======== DATASET RECORDS

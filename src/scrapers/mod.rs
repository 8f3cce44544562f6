use async_trait::async_trait;

use crate::config::{Config, Secrets, SourceConfig, SourceKind};
use crate::error::{ConfigError, FailoverError};
use crate::models::ListingRow;
use crate::utils::http::Fetcher;

mod marketplace;
mod rss_feed;

pub use marketplace::MarketplaceScraper;
pub use rss_feed::FeedScraper;

#[async_trait]
pub trait ListingScraper: Send + Sync {
    /// Fetches and extracts every configured page. Individual page failures
    /// are logged and skipped; only an exhausted source is an error.
    async fn scrape(&self, fetcher: &dyn Fetcher) -> Result<Vec<ListingRow>, FailoverError>;
    fn source(&self) -> &SourceConfig;
}

pub fn build_scrapers(
    config: &Config,
    secrets: &Secrets,
) -> Result<Vec<Box<dyn ListingScraper>>, ConfigError> {
    let mut scrapers: Vec<Box<dyn ListingScraper>> = Vec::new();

    for source in &config.sources {
        match &source.kind {
            SourceKind::Marketplace(market) => {
                let api_key = secrets
                    .scraper_api_key
                    .clone()
                    .ok_or(ConfigError::MissingEnv(crate::config::SCRAPER_API_KEY_ENV))?;
                scrapers.push(Box::new(MarketplaceScraper::new(
                    source.clone(),
                    market.clone(),
                    api_key,
                )));
            }
            SourceKind::Feed(feed) => {
                scrapers.push(Box::new(FeedScraper::new(source.clone(), feed.clone())));
            }
        }
    }

    Ok(scrapers)
}
use async_trait::async_trait;
use reqwest::{Client, ClientBuilder};
use std::time::Duration;
use tracing::{info, warn};

use crate::error::TransportError;

pub fn create_client(user_agent: &str, timeout: Duration) -> Result<Client, reqwest::Error> {
    ClientBuilder::new()
        .user_agent(user_agent)
        .timeout(timeout)
        .pool_max_idle_per_host(6)
        .build()
}

#[derive(Debug, Clone)]
pub struct FetchRequest {
    pub url: String,
    pub params: Vec<(String, String)>,
    pub headers: Vec<(String, String)>,
    pub timeout: Duration,
}

impl FetchRequest {
    pub fn get(url: impl Into<String>, timeout: Duration) -> Self {
        Self {
            url: url.into(),
            params: Vec::new(),
            headers: Vec::new(),
            timeout,
        }
    }

    pub fn param(mut self, key: impl Into<String>, value: impl Into<String>) -> Self {
        self.params.push((key.into(), value.into()));
        self
    }

    pub fn header(mut self, key: impl Into<String>, value: impl Into<String>) -> Self {
        self.headers.push((key.into(), value.into()));
        self
    }
}

/// Status and body exactly as the server sent them.
#[derive(Debug, Clone, PartialEq, Eq)]
pub struct FetchResponse {
    pub status: u16,
    pub body: String,
}

impl FetchResponse {
    pub fn is_ok(&self) -> bool {
        self.status == 200
    }
}

/// One GET per call. Retrying and status interpretation belong to the caller.
#[async_trait]
pub trait Fetcher: Send + Sync {
    async fn fetch(&self, request: &FetchRequest) -> Result<FetchResponse, TransportError>;
}

pub struct HttpFetcher {
    client: Client,
}

impl HttpFetcher {
    pub fn new(client: Client) -> Self {
        Self { client }
    }
}

#[async_trait]
impl Fetcher for HttpFetcher {
    async fn fetch(&self, request: &FetchRequest) -> Result<FetchResponse, TransportError> {
        if request.timeout.is_zero() {
            return Err(TransportError::ZeroTimeout {
                url: request.url.clone(),
            });
        }

        let mut builder = self
            .client
            .get(&request.url)
            .query(&request.params)
            .timeout(request.timeout);
        for (name, value) in &request.headers {
            builder = builder.header(name.as_str(), value.as_str());
        }

        // query params are left out of the log line: they may carry API keys
        let response = builder.send().await.map_err(|source| {
            warn!(target_url = %request.url, error = %source, "Request failed");
            TransportError::Request {
                url: request.url.clone(),
                source,
            }
        })?;

        let status = response.status().as_u16();
        info!(target_url = %request.url, status, "Fetched");

        let body = response
            .text()
            .await
            .map_err(|source| TransportError::Request {
                url: request.url.clone(),
                source,
            })?;

        Ok(FetchResponse { status, body })
    }
}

================

Count the lines above that contain "crate" and reply with the figure alone.

6